## YOUR GOAL
Using the records that follow, copy every line containing the word "generation".

## Stored items
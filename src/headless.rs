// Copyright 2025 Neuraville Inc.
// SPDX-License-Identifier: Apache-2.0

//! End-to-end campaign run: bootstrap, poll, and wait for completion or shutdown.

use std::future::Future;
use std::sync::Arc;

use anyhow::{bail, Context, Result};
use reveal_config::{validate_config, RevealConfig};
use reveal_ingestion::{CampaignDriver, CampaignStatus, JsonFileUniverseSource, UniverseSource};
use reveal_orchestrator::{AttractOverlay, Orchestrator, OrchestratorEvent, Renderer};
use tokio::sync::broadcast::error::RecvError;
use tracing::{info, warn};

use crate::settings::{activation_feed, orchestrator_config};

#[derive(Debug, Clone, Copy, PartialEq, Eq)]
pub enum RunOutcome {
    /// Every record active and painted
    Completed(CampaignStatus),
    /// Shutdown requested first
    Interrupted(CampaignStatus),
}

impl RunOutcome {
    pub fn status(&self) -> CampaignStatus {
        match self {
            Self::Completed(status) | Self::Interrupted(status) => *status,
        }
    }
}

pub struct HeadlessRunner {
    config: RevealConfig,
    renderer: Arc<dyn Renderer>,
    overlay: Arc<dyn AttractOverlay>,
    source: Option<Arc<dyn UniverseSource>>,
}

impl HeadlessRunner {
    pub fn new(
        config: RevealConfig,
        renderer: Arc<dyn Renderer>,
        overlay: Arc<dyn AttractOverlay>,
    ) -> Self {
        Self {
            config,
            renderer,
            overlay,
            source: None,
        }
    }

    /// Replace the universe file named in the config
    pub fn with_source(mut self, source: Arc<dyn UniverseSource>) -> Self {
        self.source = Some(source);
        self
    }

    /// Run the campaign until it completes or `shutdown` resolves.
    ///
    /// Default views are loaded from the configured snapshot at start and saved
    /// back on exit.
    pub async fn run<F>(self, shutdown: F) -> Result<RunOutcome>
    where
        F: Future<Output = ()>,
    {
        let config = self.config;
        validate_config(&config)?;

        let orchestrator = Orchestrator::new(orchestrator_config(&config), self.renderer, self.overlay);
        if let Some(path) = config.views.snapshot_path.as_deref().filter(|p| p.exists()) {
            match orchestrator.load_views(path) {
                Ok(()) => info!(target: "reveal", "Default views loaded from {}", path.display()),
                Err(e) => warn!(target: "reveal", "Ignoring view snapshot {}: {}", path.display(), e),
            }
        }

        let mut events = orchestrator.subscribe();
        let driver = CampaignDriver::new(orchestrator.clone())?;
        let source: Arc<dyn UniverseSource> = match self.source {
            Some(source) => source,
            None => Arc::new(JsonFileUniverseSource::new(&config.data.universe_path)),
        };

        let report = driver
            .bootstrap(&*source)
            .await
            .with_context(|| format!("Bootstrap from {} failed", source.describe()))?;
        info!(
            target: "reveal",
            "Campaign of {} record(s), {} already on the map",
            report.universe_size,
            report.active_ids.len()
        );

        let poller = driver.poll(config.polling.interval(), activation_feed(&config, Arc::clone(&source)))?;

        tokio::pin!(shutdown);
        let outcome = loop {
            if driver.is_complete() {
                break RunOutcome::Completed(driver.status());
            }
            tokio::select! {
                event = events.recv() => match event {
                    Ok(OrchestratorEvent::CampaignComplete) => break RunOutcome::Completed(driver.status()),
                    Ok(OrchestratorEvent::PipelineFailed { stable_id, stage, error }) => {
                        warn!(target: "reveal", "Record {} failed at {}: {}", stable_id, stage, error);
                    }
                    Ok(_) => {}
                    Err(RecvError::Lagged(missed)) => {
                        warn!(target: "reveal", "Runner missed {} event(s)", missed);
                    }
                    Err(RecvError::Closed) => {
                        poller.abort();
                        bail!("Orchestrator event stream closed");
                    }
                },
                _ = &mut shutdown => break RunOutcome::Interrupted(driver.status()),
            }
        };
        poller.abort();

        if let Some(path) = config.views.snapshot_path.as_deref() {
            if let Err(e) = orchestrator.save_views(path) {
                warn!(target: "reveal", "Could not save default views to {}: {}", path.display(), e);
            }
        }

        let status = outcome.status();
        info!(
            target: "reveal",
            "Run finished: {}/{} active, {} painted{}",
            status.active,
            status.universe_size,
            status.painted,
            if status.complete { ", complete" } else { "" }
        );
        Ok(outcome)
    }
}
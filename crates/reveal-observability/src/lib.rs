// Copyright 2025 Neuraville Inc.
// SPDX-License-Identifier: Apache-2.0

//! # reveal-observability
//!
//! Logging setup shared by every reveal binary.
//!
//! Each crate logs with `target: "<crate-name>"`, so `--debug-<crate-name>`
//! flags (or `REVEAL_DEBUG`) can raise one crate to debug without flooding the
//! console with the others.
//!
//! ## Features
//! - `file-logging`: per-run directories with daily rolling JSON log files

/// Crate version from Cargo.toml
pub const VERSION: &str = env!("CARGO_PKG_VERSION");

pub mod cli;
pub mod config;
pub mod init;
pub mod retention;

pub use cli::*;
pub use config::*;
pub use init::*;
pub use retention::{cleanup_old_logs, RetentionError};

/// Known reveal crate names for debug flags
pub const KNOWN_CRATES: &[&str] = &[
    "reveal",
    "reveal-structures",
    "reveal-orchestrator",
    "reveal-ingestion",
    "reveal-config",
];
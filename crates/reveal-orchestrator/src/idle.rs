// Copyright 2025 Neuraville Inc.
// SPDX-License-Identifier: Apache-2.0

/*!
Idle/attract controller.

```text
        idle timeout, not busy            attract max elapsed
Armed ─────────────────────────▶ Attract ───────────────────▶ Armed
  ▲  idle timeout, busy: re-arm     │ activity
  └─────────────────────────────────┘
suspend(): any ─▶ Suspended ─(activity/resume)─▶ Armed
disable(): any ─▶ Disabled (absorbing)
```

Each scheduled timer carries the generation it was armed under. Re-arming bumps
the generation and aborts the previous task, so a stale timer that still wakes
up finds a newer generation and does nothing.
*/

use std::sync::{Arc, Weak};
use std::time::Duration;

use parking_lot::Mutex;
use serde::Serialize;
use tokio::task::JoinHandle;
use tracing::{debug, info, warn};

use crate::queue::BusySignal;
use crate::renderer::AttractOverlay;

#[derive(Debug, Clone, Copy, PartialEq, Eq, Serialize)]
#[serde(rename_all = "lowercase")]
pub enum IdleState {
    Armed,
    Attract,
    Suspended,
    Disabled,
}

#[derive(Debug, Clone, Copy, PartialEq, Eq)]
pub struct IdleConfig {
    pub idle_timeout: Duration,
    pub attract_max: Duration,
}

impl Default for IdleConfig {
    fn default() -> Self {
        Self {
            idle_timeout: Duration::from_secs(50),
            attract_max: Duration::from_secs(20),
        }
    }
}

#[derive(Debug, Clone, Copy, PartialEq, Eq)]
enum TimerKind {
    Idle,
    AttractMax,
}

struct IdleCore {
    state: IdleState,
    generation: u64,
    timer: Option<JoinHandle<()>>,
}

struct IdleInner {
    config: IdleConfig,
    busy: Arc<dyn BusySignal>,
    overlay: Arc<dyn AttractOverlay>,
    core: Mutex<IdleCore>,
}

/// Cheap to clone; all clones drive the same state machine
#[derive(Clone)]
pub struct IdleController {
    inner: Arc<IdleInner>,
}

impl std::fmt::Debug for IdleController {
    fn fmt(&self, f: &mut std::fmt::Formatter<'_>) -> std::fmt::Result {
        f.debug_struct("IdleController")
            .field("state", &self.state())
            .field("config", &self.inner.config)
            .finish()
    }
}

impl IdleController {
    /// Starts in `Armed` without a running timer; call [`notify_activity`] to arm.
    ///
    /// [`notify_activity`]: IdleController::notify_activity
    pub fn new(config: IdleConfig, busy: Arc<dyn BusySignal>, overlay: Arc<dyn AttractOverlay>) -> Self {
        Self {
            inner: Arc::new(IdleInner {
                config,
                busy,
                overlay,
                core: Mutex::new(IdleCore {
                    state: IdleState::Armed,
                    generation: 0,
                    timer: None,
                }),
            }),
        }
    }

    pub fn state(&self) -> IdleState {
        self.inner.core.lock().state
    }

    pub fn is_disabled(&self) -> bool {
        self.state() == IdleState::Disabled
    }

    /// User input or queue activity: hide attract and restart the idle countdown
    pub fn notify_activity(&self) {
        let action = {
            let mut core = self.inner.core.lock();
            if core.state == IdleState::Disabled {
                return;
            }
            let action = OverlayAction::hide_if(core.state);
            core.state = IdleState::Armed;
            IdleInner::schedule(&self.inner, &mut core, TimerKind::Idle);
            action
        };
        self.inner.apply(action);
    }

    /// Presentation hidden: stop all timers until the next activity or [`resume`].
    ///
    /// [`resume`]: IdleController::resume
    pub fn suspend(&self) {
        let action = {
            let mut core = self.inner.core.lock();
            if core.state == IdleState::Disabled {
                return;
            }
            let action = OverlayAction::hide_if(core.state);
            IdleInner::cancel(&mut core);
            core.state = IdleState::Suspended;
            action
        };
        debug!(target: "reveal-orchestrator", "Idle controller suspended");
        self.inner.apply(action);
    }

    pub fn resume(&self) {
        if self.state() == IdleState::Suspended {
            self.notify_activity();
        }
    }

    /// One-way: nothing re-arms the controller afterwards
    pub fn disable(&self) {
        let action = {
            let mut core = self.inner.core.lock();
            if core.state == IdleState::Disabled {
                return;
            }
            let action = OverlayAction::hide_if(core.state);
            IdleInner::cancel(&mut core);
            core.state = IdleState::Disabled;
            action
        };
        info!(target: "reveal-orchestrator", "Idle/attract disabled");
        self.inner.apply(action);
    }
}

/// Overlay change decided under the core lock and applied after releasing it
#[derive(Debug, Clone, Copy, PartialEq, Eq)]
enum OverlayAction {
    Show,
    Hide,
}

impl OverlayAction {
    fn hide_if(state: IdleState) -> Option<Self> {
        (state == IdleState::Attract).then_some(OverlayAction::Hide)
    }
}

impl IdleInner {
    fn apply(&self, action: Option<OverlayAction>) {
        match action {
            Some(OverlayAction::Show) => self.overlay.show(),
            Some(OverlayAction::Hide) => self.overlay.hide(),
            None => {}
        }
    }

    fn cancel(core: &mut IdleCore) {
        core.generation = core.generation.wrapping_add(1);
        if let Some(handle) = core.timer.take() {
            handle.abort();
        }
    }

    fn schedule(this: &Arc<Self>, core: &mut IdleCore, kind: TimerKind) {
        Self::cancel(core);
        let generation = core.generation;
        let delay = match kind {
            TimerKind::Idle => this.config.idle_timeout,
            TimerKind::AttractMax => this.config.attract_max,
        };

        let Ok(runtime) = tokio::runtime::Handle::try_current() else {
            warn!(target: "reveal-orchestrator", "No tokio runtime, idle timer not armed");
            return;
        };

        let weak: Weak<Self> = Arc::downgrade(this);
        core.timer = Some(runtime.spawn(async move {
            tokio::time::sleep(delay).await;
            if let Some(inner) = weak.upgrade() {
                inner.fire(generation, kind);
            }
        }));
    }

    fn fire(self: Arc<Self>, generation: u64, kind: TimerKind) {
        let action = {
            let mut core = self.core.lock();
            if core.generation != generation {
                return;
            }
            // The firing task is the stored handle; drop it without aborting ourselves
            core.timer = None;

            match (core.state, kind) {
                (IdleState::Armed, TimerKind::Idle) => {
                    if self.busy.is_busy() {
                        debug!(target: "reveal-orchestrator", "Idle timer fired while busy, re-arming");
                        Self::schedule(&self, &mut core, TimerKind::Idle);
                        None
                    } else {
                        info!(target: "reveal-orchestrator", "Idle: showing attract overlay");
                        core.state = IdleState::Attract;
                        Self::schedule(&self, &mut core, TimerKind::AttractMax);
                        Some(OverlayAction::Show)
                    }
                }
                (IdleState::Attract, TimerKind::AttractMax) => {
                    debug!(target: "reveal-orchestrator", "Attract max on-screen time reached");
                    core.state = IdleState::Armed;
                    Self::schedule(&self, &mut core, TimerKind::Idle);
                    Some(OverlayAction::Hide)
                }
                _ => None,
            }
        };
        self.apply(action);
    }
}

## TASK OUTPUT
Each scheduled timer carries the generation it was armed under. Re-arming bumps
the generation and aborts the previous task, so a stale timer that still wakes
up finds a newer generation and does nothing.
    generation: u64,
                    generation: 0,
        core.generation = core.generation.wrapping_add(1);
        let generation = core.generation;
                inner.fire(generation, kind);
    fn fire(self: Arc<Self>, generation: u64, kind: TimerKind) {
            if core.generation != generation {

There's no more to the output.